Air Vice Marshal Cecil Vivian Parker, MVC, VM is a former air officer of the Indian Air Force. During the Indo-Pak War of 1971, he was awarded the Maha Vir Chakra, India's second highest gallantry Award. He last served as the Commandant of the Air Force Academy.

Early life
Parker was born in Secunderabad, India to P. R. Parker and E. S. Parker.

Military career
Parker was commissioned into the Indian Air Force on 31 Aug 1952.
After joining the Indian Air Force, he saw action in both the 1965 and 1971 Indo-Pakistan Wars. 

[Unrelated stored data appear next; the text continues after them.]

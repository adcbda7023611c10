use serde::{Deserialize, Serialize};
use serde_json::Value;
use strum::{AsRefStr, EnumString};

/// Role of a message sender. Closed set; anything else coming from the
/// backend is rejected by [`sanitize_history`].
#[derive(
    Debug, Clone, Copy, PartialEq, Eq, Hash, Serialize, Deserialize, EnumString, AsRefStr,
)]
#[serde(rename_all = "lowercase")]
#[strum(serialize_all = "lowercase")]
pub enum Role {
    User,
    Assistant,
    System,
}

/// A single entry in the conversation, exactly as it travels over the wire
#[derive(Debug, Clone, PartialEq, Eq, Serialize, Deserialize)]
pub struct Message {
    pub role: Role,
    pub content: String,
}

impl Message {
    pub fn new(role: Role, content: impl Into<String>) -> Self {
        Self {
            role,
            content: content.into(),
        }
    }

    pub fn user(content: impl Into<String>) -> Self {
        Self::new(Role::User, content)
    }

    pub fn assistant(content: impl Into<String>) -> Self {
        Self::new(Role::Assistant, content)
    }

    pub fn system(content: impl Into<String>) -> Self {
        Self::new(Role::System, content)
    }
}

/// Keep only entries with a known role and string content, preserving order.
///
/// Extra fields on an entry are ignored and stripped.
pub fn sanitize_history(entries: Vec<Value>) -> Vec<Message> {
    entries.into_iter().filter_map(sanitize_entry).collect()
}

fn sanitize_entry(entry: Value) -> Option<Message> {
    let role = entry.get("role")?.as_str()?.parse::<Role>().ok()?;
    let content = entry.get("content")?.as_str()?;
    Some(Message::new(role, content))
}

#[cfg(test)]
mod tests {
    use pretty_assertions::assert_eq;
    use serde_json::json;

    use super::*;

    #[test]
    fn test_role_serializes_lowercase() {
        let actual = serde_json::to_value(Message::assistant("hi")).unwrap();
        let expected = json!({"role": "assistant", "content": "hi"});
        assert_eq!(actual, expected);
    }

    #[test]
    fn test_sanitize_drops_invalid_role_and_non_text_content() {
        let entries = vec![
            json!({"role": "system", "content": ""}),
            json!({"role": "user", "content": "hello"}),
            json!({"role": "admin", "content": "sudo"}),
            json!({"role": "assistant", "content": 42}),
            json!({"role": "assistant", "content": "hi there"}),
        ];

        let actual = sanitize_history(entries);
        let expected = vec![
            Message::system(""),
            Message::user("hello"),
            Message::assistant("hi there"),
        ];
        assert_eq!(actual, expected);
    }

    #[test]
    fn test_sanitize_drops_malformed_entries() {
        let entries = vec![
            json!("just a string"),
            json!({"content": "no role"}),
            json!({"role": "user"}),
            json!({"role": "User", "content": "wrong case"}),
            json!({"role": "user", "content": "ok", "extra": true}),
        ];

        let actual = sanitize_history(entries);
        assert_eq!(actual, vec![Message::user("ok")]);
    }
}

In October 1966, as Wing Commander, he formed an operational training unit and was the Unit's first Commanding Officer. Here, he implemented a high level of instructional technique, standardisation and ensured a high quality of training for the pupils that passed through the unit, for which he was awarded the Vayu Sena Medal.

Indo-Pak War of 1971
During the 1971 war, as commanding officer of the No. 20 Squadron IAF, a fighter bomber squadron equipped with Hawker Hunter aircraft. 
He also led a number of deep penetration missions into Pakistani territory attacking heavily defended targets including Pakistani airfields, oil refineries and in support of Army operations. On one of the missions, his formation was attacked by Pakistani F-86 Sabre aircraft. In the ensuing air fight, Wing Commander Parker shot down one Sabre and heavily damaged another. During another strike mission, Wing Commander Parker attacked an oil refinery at Attock, Pakistan, in the face of intense anti-aircraft and small arms fire, causing serious damage to the refinery. For bravery and leadership displayed in combat missions, Wing Commander Parker was awarded the Mahavir Chakra, India's second highest gallantry award.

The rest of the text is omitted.